Yeast lifespan variation correlates with cell growth and SIR2 expression.

机构信息

Department of Cell Biology and Biochemistry, Texas Tech University Health Sciences Center, Lubbock, TX, United States of America.

Center for the Integration of STEM Education & Research, Texas Tech University, Lubbock, TX, United States of America.

出版信息

PLoS One. 2018 Jul 6;13(7):e0200275. doi: 10.1371/journal.pone.0200275. eCollection 2018.

DOI:10.1371/journal.pone.0200275

PMID:29979754

原文链接:https://pmc.ncbi.nlm.nih.gov/articles/PMC6034835/

Abstract

Isogenic wild type yeast cells raised in controlled environments display a significant range of lifespan variation. Recent microfluidic studies suggest that differential growth or gene expression patterns may explain some of the heterogeneity of aging assays. Herein, we sought to complement this work by similarly examining a large set of replicative lifespan data from traditional plate assays.

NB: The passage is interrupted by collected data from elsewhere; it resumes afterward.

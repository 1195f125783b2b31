//! Wire types for the `getActiveOrdersV1` endpoint and the order status
//! labels derived from it.
//!
//! The response is large and loosely shaped, so it is read through JSON
//! pointers rather than a full typed model.

use std::fmt;

use serde::{Deserialize, Serialize};
use serde_json::Value;

/// Timezone literal the web client sends with every request.
pub const TIMEZONE: &str = "America/Los_Angeles";

/// Request body for `POST /_p/api/getActiveOrdersV1`.
#[derive(Debug, Clone, Serialize)]
#[serde(rename_all = "camelCase")]
pub struct ActiveOrdersRequest<'a> {
    pub order_uuid: &'a str,
    pub timezone: &'a str,
    pub show_app_upsell_illustration: bool,
}

impl<'a> ActiveOrdersRequest<'a> {
    pub fn new(order_uuid: &'a str) -> Self {
        Self {
            order_uuid,
            timezone: TIMEZONE,
            show_app_upsell_illustration: true,
        }
    }
}

/// JSON pointers into the `getActiveOrdersV1` response, relative to the body
/// root. Only these paths are read; the rest of the document is ignored.
pub const ORDERS_POINTER: &str = "/data/orders";
pub const ORDER_PHASE_POINTER: &str = "/orderInfo/orderPhase";
pub const ORDER_STATUS_POINTER: &str = "/analytics/data/order_status";

/// Coarse lifecycle stage reported in `orderInfo.orderPhase`.
#[derive(Debug, Clone, Copy, PartialEq, Eq)]
pub enum OrderPhase {
    Completed,
    Active,
    /// Anything else, including `null` or a non-string value.
    Other,
}

impl OrderPhase {
    pub fn from_value(value: &Value) -> Self {
        match value.as_str() {
            Some("COMPLETED") => OrderPhase::Completed,
            Some("ACTIVE") => OrderPhase::Active,
            _ => OrderPhase::Other,
        }
    }
}

/// Label written to the Home Assistant sensor.
#[derive(Debug, Clone, PartialEq, Eq, Serialize, Deserialize)]
pub enum OrderStatus {
    Delivered,
    EnrouteToEater,
    /// Raw `analytics.data.order_status` string, passed through untouched.
    Vendor(String),
    Unknown,
}

impl OrderStatus {
    pub const DELIVERED: &'static str = "Delivered";

    pub fn label(&self) -> &str {
        match self {
            OrderStatus::Delivered => Self::DELIVERED,
            OrderStatus::EnrouteToEater => "EnrouteToEater",
            OrderStatus::Vendor(raw) => raw,
            OrderStatus::Unknown => "Unknown",
        }
    }

    /// Label comparison, so a raw vendor status of "Delivered" also counts.
    pub fn is_delivered(&self) -> bool {
        self.label() == Self::DELIVERED
    }
}

impl fmt::Display for OrderStatus {
    fn fmt(&self, f: &mut fmt::Formatter<'_>) -> fmt::Result {
        f.write_str(self.label())
    }
}
//! Request and response bodies for the Home Assistant `/api/states` endpoints.

use serde::{Deserialize, Serialize};

/// State object returned by `GET/POST /api/states/<entity_id>`.
///
/// Home Assistant also returns `attributes`, `last_changed` and friends;
/// none of them matter here.
#[derive(Debug, Clone, PartialEq, Eq, Serialize, Deserialize)]
pub struct EntityState {
    pub entity_id: String,
    pub state: String,
}

/// Body for `POST /api/states/<entity_id>`.
#[derive(Debug, Clone, Serialize)]
pub struct SetStateRequest<'a> {
    pub state: &'a str,
}

/// Response of `GET /api/`.
#[derive(Debug, Clone, Deserialize)]
pub struct ApiStatus {
    pub message: String,
}

#[cfg(test)]
mod tests {
    use super::*;

    #[test]
    fn entity_state_ignores_extra_fields() {
        let json = r#"{
            "entity_id": "input_text.uber_eats_url",
            "state": "https://www.ubereats.com/orders/abc",
            "attributes": {"max": 255, "mode": "text"},
            "last_changed": "2024-02-10T18:22:31.123456+00:00",
            "context": {"id": "01HP", "parent_id": null, "user_id": null}
        }"#;
        let state: EntityState = serde_json::from_str(json).unwrap();
        assert_eq!(state.entity_id, "input_text.uber_eats_url");
        assert_eq!(state.state, "https://www.ubereats.com/orders/abc");
    }

    #[test]
    fn set_state_body_only_carries_state() {
        let json = serde_json::to_string(&SetStateRequest { state: "Delivered" }).unwrap();
        assert_eq!(json, r#"{"state":"Delivered"}"#);
    }
}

In so doing, we reproduced the finding that short-lived cells tend to arrest at senescence with a budded morphology. Further, we found that wild type cells born unusually small did not have an extended lifespan. However, large birth size and/or high inter-generational growth rates significantly correlated with a reduced lifespan. Finally, we found that SIR2 expression levels correlated with lifespan and intergenerational growth. SIR2 expression was significantly reduced in large cells and increased in small wild type cells. A moderate increase in SIR2 expression correlated with reduced growth, decreased proliferation and increased lifespan in plate aging assays. We conclude that cellular growth rates and SIR2 expression levels may contribute to lifespan variation in individual cells.

摘要

在受控环境中培养的同源野生型酵母细胞表现出显著的寿命变化范围。最近的微流控研究表明，差异生长或基因表达模式可能解释了一些衰老测定的异质性。在此，我们试图通过类似的方法来补充这项工作，同样检查来自传统平板测定的大量复制寿命数据。这样做，我们重现了短寿命细胞往往在芽殖形态的衰老时停滞的发现。此外，我们发现出生时异常小的野生型细胞没有延长的寿命。然而，大的出生大小和/或高的代际生长速率与寿命缩短显著相关。最后，我们发现 SIR2 表达水平与寿命和代际生长相关。SIR2 的表达在大细胞中显著降低，在小的野生型细胞中增加。SIR2 表达的适度增加与平板老化测定中的生长减少、增殖减少和寿命延长相关。我们得出结论，细胞生长速率和 SIR2 表达水平可能导致个体细胞寿命变化。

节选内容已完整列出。